Proton NMR Studies on the Structure of Water at Interfaces of Aqueous Micelles. Part 4: Effects of Cationic and Zwitterionic Headgroups

Abstract

AbstractFractionation factors, φM, of interfacial water at surfaces of cationic and zwitterionic surfactants were determined from the dependence of the 1H chemical shift of water on the isotopic composition of the solvent (H2O plus D2O). Values of φM are greater than unity, showing that interfacial water is more structured than bulk water, whose fractionation factor = 1, by definition. The structuring increases with increasing bulk of the headgroup, but is unaffected by the length of the cationic surfactant hydrophobic tail.

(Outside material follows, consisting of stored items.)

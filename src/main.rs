use anyhow::Result;
use exam_paper_gen::utils::logging;
use exam_paper_gen::{App, Config};

#[tokio::main]
async fn main() -> Result<()> {
    // 初始化日志
    logging::init();

    // 加载配置
    let config = Config::from_env();

    // 初始化并运行应用
    App::initialize(config).await?.run().await?;

    Ok(())
}
use std::fmt;

use serde::{Deserialize, Serialize};

/// 题目在题库中的审核状态
#[derive(Debug, Clone, Copy, PartialEq, Eq, Serialize, Deserialize)]
#[serde(rename_all = "lowercase")]
pub enum QuestionStatus {
    Approved,
    Review,
    Deleted,
}

impl QuestionStatus {
    pub fn as_str(self) -> &'static str {
        match self {
            QuestionStatus::Approved => "approved",
            QuestionStatus::Review => "review",
            QuestionStatus::Deleted => "deleted",
        }
    }

    pub fn from_str(s: &str) -> Option<Self> {
        match s {
            "approved" => Some(QuestionStatus::Approved),
            "review" => Some(QuestionStatus::Review),
            "deleted" => Some(QuestionStatus::Deleted),
            _ => None,
        }
    }
}

impl Default for QuestionStatus {
    fn default() -> Self {
        QuestionStatus::Approved
    }
}

impl fmt::Display for QuestionStatus {
    fn fmt(&self, f: &mut fmt::Formatter<'_>) -> fmt::Result {
        f.write_str(self.as_str())
    }
}

/// 持久化的题库记录
///
/// 固定 4 个选项 + 一个正确答案，挂接唯一的知识分类节点；
/// subject/medium/board/state 为冗余外键，用于加速选题过滤。
#[derive(Debug, Clone)]
pub struct QuestionRecord {
    pub id: i64,
    pub question_code: String,
    pub question_text: String,
    pub option1: String,
    pub option2: String,
    pub option3: String,
    pub option4: String,
    pub correct_answer: String,
    pub taxonomy_id: i64,
    pub taxonomy_code: String,
    pub is_active: bool,
    pub status: QuestionStatus,
    pub subject_id: i64,
    pub medium_id: i64,
    pub board_id: i64,
    pub state_id: i64,
    /// 题面/选项挂接的外部媒体地址（随 review 题目的硬删除一并清理）
    pub media_urls: Vec<String>,
}

impl QuestionRecord {
    pub fn options(&self) -> [&str; 4] {
        [&self.option1, &self.option2, &self.option3, &self.option4]
    }
}

/// 题库导入文件（TOML）
///
/// 一个文件 = 一次导入会话：文件头声明上下文，条目只写章节/知识点名称，
/// 编码统一由导入会话生成或复用。
#[derive(Debug, Clone, Deserialize)]
pub struct BankFile {
    pub name: String,
    pub subject_code: String,
    pub subject_name: String,
    pub medium_code: String,
    pub medium_name: String,
    pub board_name: String,
    pub state_name: String,
    pub standard: String,
    #[serde(default)]
    pub questions: Vec<BankQuestion>,
}

/// 题库导入文件中的单道题目
#[derive(Debug, Clone, Deserialize)]
pub struct BankQuestion {
    pub text: String,
    pub options: Vec<String>,
    pub correct_answer: String,
    pub chapter: String,
    #[serde(default)]
    pub topic: String,
    #[serde(default)]
    pub subtopic: String,
    #[serde(default)]
    pub status: QuestionStatus,
    #[serde(default)]
    pub media_urls: Vec<String>,
}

The effect of zwitterionic sulfobetaine surfactants on the structure of their water of hydration is less than that of cationic surfactants that have otherwise similar headgroups. Values of φM for cationic micelles are: cetyldimethylphenylammonium chloride, 1.08; cetylpyridinium chloride, 1.06; and dodecyltrimethylammonium bromide, 1.06. Values of φM for sulfobetaine micelles are: 3‐N‐tetradecyl‐N,N‐di‐n‐butylammonio‐1‐propane sulfonate, 1.07, and 3‐N‐tetradecyl‐N,N‐diethylammonio‐1‐propane sulfonate, 1.03.